Personal information
- Full name: Andrei Yuryevich Kondrashov
- Date of birth: 7 August 1972 (age 52)
- Place of birth: Leningrad, Russian SFSR
- Height: 1.90 m (6 ft 3 in)
- Position(s): Defender

Team information
- Current team: FC Petrotrest Saint Petersburg (assistant)

Youth career
- 1989: FC Zenit St. Petersburg

Senior career*
- Years: Team / Apps / (Gls)
- 1990–1993: FC Dynamo St. Petersburg / 58 / (0)
- 1994: FC Lokomotiv St. Petersburg / 35 / (0)
- 1995: FC Luch Vladivostok / 40 / (3)
- 1996–2000: FC Zenit St. Petersburg / 84 / (4)
- 2001: FC Uralan Elista / 9 / (0)
- 2002–2003: FC Dynamo St. Petersburg / 53 / (3)
- 2004: FC Petrotrest St. Petersburg / 26 / (10)
- 2005: FC Baltika Kaliningrad / 29 / (0)
- 2006: FC Khimki / 37 / (3)
- 2007: FC Dynamo St.

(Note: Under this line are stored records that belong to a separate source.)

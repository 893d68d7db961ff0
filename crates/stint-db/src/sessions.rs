//! Session controller: the transactional state machine over sessions.
//!
//! A session moves none → active → ended. Every write operation captures
//! the clock once, opens an immediate transaction, performs its
//! read-check-write against the store, and commits; the store's write
//! lock is the serialization point for the one-active-session and
//! one-open-segment invariants, so two concurrent starts cannot both
//! observe "no active session". Any error aborts the transaction with
//! no partial writes.

use std::collections::HashSet;

use chrono::{DateTime, Days, FixedOffset, NaiveDate, Offset, Utc};
use rusqlite::{TransactionBehavior, params};
use serde::Serialize;
use uuid::Uuid;

use stint_core::{
    Mode, Reason, Segment, Session, SessionId, SessionStatus, SessionView, TodoId, UserId,
    closed_focus_seconds, current_streak, segment_seconds, whole_minutes,
};

use crate::ledger::{self, SegmentFilter};
use crate::{
    Database, DbError, SessionRow, active_session_row, day_start_utc, format_timestamp,
    local_date, parse_timestamp, session_owned_by, todo_owned_by,
};

/// A segment in the cross-session history, with its owning todo and the
/// duration computed at query time.
#[derive(Debug, Clone, PartialEq, Eq, Serialize)]
pub struct RangeEntry {
    #[serde(flatten)]
    pub segment: Segment,
    pub todo_id: TodoId,
    pub duration_seconds: i64,
}

/// Derived per-user statistics.
#[derive(Debug, Clone, Copy, PartialEq, Eq, Serialize)]
pub struct UserStats {
    /// Consecutive days with at least one focus segment, one-day grace.
    pub current_streak: u32,
    /// Closed focus time across all sessions, truncated to minutes.
    pub total_focus_minutes: i64,
}

impl Database {
    /// Starts a session on a todo.
    ///
    /// Fails with [`DbError::NotFound`] when the todo does not exist or
    /// is not the user's, and [`DbError::Conflict`] when the user
    /// already has an active session. The session insert and the
    /// implicit first focus segment commit as one transaction, so an
    /// active session is never observable with zero segments.
    pub fn start_session(
        &mut self,
        user: &UserId,
        todo_id: &TodoId,
    ) -> Result<SessionView, DbError> {
        self.start_session_at(user, todo_id, Utc::now())
    }

    /// [`Self::start_session`] with an explicit clock reading.
    pub fn start_session_at(
        &mut self,
        user: &UserId,
        todo_id: &TodoId,
        now: DateTime<Utc>,
    ) -> Result<SessionView, DbError> {
        let tx = self
            .connection_mut()
            .transaction_with_behavior(TransactionBehavior::Immediate)?;

        if !todo_owned_by(&tx, todo_id, user)? {
            return Err(DbError::NotFound { what: "todo" });
        }
        if let Some(existing) = active_session_row(&tx, user)? {
            return Err(DbError::Conflict {
                user_id: user.to_string(),
                session_id: existing.id.to_string(),
            });
        }

        let id = SessionId::new(Uuid::new_v4().to_string())?;
        tx.execute(
            "
            INSERT INTO sessions (id, user_id, todo_id, created_at, ended_at, status)
            VALUES (?, ?, ?, ?, NULL, 'active')
            ",
            params![
                id.as_str(),
                user.as_str(),
                todo_id.as_str(),
                format_timestamp(now),
            ],
        )?;
        let segment = ledger::open_first(&tx, &id, now)?;
        tx.commit()?;
        tracing::info!(user = %user, session = %id, todo = %todo_id, "session started");

        Ok(SessionView {
            session: Session {
                id,
                user_id: user.clone(),
                todo_id: todo_id.clone(),
                created_at: now,
                ended_at: None,
                status: SessionStatus::Active,
            },
            segments: vec![segment],
        })
    }

    /// Switches the active session to a new mode.
    ///
    /// Closes the open segment and opens the next one at the same
    /// captured instant, keeping the timeline contiguous. `reason`
    /// defaults to [`Reason::Manual`]. Fails with [`DbError::NotFound`]
    /// when no matching active session is owned by the user, and
    /// [`DbError::InvalidState`] when the session has no open segment
    /// to close.
    pub fn transition_session(
        &mut self,
        user: &UserId,
        session_id: &SessionId,
        mode: Mode,
        reason: Option<Reason>,
    ) -> Result<Segment, DbError> {
        self.transition_session_at(user, session_id, mode, reason, Utc::now())
    }

    /// [`Self::transition_session`] with an explicit clock reading.
    pub fn transition_session_at(
        &mut self,
        user: &UserId,
        session_id: &SessionId,
        mode: Mode,
        reason: Option<Reason>,
        now: DateTime<Utc>,
    ) -> Result<Segment, DbError> {
        let reason = reason.unwrap_or(Reason::Manual);
        let tx = self
            .connection_mut()
            .transaction_with_behavior(TransactionBehavior::Immediate)?;

        let session = session_owned_by(&tx, session_id, user)?;
        match session {
            Some(session) if session.is_active() => {}
            _ => return Err(DbError::NotFound { what: "active session" }),
        }

        let segment = ledger::close_open_and_open_next(&tx, session_id, mode, reason, now)?;
        tx.commit()?;
        tracing::info!(user = %user, session = %session_id, %mode, %reason, "session transitioned");
        Ok(segment)
    }

    /// Stops the active session.
    ///
    /// Closes the open segment and ends the session at the same captured
    /// instant. A second stop finds no active session and fails with
    /// [`DbError::NotFound`].
    pub fn stop_session(
        &mut self,
        user: &UserId,
        session_id: &SessionId,
    ) -> Result<Session, DbError> {
        self.stop_session_at(user, session_id, Utc::now())
    }

    /// [`Self::stop_session`] with an explicit clock reading.
    pub fn stop_session_at(
        &mut self,
        user: &UserId,
        session_id: &SessionId,
        now: DateTime<Utc>,
    ) -> Result<Session, DbError> {
        let tx = self
            .connection_mut()
            .transaction_with_behavior(TransactionBehavior::Immediate)?;

        let mut session = match session_owned_by(&tx, session_id, user)? {
            Some(session) if session.is_active() => session,
            _ => return Err(DbError::NotFound { what: "active session" }),
        };

        ledger::close_open(&tx, session_id, now)?;
        tx.execute(
            "UPDATE sessions SET status = 'ended', ended_at = ? WHERE id = ?",
            params![format_timestamp(now), session_id.as_str()],
        )?;
        tx.commit()?;
        tracing::info!(user = %user, session = %session_id, "session stopped");

        session.status = SessionStatus::Ended;
        session.ended_at = Some(now);
        Ok(session)
    }

    /// Returns the user's active session with its full segment timeline.
    ///
    /// `None` when no session is active; that is an ordinary result, not
    /// an error.
    pub fn active_session(&self, user: &UserId) -> Result<Option<SessionView>, DbError> {
        let conn = self.connection();
        let Some(session) = active_session_row(conn, user)? else {
            return Ok(None);
        };
        let segments = ledger::segments_of_session(conn, &session.id)?;
        Ok(Some(SessionView { session, segments }))
    }

    /// Sessions created on the given reporting-zone date, oldest first,
    /// each with its ordered segments.
    pub fn daily_history(
        &self,
        user: &UserId,
        date: NaiveDate,
        offset: FixedOffset,
    ) -> Result<Vec<SessionView>, DbError> {
        let Some(next_day) = date.checked_add_days(Days::new(1)) else {
            return Ok(Vec::new());
        };
        let start = format_timestamp(day_start_utc(date, offset));
        let end = format_timestamp(day_start_utc(next_day, offset));

        let conn = self.connection();
        let mut stmt = conn.prepare(&format!(
            "
            SELECT {} FROM sessions
            WHERE user_id = ? AND created_at >= ? AND created_at < ?
            ORDER BY created_at ASC, rowid ASC
            ",
            SessionRow::COLUMNS
        ))?;
        let rows = stmt.query_map(params![user.as_str(), start, end], SessionRow::from_sql_row)?;
        let mut sessions = Vec::new();
        for row in rows {
            sessions.push(row?.into_session()?);
        }

        let mut views = Vec::with_capacity(sessions.len());
        for session in sessions {
            let segments = ledger::segments_of_session(conn, &session.id)?;
            views.push(SessionView { session, segments });
        }
        Ok(views)
    }

    /// Segments across all the user's sessions, newest first, with the
    /// given filters applied.
    pub fn range_history(
        &self,
        user: &UserId,
        filter: &SegmentFilter,
        offset: FixedOffset,
    ) -> Result<Vec<RangeEntry>, DbError> {
        self.range_history_at(user, filter, offset, Utc::now())
    }

    /// [`Self::range_history`] with an explicit clock reading for live
    /// durations of open segments.
    pub fn range_history_at(
        &self,
        user: &UserId,
        filter: &SegmentFilter,
        offset: FixedOffset,
        now: DateTime<Utc>,
    ) -> Result<Vec<RangeEntry>, DbError> {
        let rows = ledger::segments_for_user(self.connection(), user, filter, offset)?;
        Ok(rows
            .into_iter()
            .map(|(segment, todo_id)| RangeEntry {
                duration_seconds: segment_seconds(&segment, now),
                segment,
                todo_id,
            })
            .collect())
    }

    /// Streak and lifetime focus totals for a user.
    pub fn user_stats(&self, user: &UserId, offset: FixedOffset) -> Result<UserStats, DbError> {
        self.user_stats_at(user, offset, Utc::now())
    }

    /// [`Self::user_stats`] with an explicit clock reading.
    ///
    /// Streak dates come from focus segment starts, open or closed; the
    /// minute total sums closed focus segments only.
    pub fn user_stats_at(
        &self,
        user: &UserId,
        offset: FixedOffset,
        now: DateTime<Utc>,
    ) -> Result<UserStats, DbError> {
        let mut stmt = self.connection().prepare(
            "
            SELECT segments.start_at, segments.end_at
            FROM segments
            JOIN sessions ON sessions.id = segments.session_id
            WHERE sessions.user_id = ? AND segments.mode = 'focus'
            ",
        )?;
        let rows = stmt.query_map(params![user.as_str()], |row| {
            Ok((row.get::<_, String>(0)?, row.get::<_, Option<String>>(1)?))
        })?;

        let mut active_dates = HashSet::new();
        let mut total_focus_seconds = 0_i64;
        for row in rows {
            let (start_raw, end_raw) = row?;
            let start = parse_timestamp("segments.start_at", &start_raw)?;
            active_dates.insert(local_date(start, offset));
            if let Some(end_raw) = end_raw {
                let end = parse_timestamp("segments.end_at", &end_raw)?;
                total_focus_seconds += (end - start).num_seconds().max(0);
            }
        }

        Ok(UserStats {
            current_streak: current_streak(&active_dates, local_date(now, offset)),
            total_focus_minutes: whole_minutes(total_focus_seconds),
        })
    }

    /// Lifetime closed-focus seconds for one todo.
    ///
    /// The currently open focus segment is excluded so a client-side
    /// live timer can be layered on top without double counting.
    pub fn todo_focus_seconds(&self, user: &UserId, todo_id: &TodoId) -> Result<i64, DbError> {
        if !todo_owned_by(self.connection(), todo_id, user)? {
            return Err(DbError::NotFound { what: "todo" });
        }
        let filter = SegmentFilter {
            mode: Some(Mode::Focus),
            todo_id: Some(todo_id.clone()),
            ..SegmentFilter::default()
        };
        // No date filters, so the reporting offset cannot matter here.
        let rows = ledger::segments_for_user(self.connection(), user, &filter, Utc.fix())?;
        let segments: Vec<Segment> = rows.into_iter().map(|(segment, _)| segment).collect();
        Ok(closed_focus_seconds(&segments))
    }
}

Petersburg / 21 / (4)

International career
- 1998: Russia / 1 / (0)

Managerial career
- 2008: FC Dynamo St. Petersburg (assistant)
- 2009–2010: FC Baltika Kaliningrad (assistant)
- 2011–: FC Petrotrest Saint Petersburg (assistant)

= Andrei Kondrashov =

Russian footballer

Andrei Yuryevich Kondrashov (Андрей Юрьевич Кондрашов; born 7 August 1972) is an association football coach and a former player.

==Honours==
- Russian Cup winner: 1999.
- Russian Second Division Zone West best defender: 2004, 2005.

==International career==
Kondrashov played his only game for Russia on 18 November 1998 in a friendly against Brazil.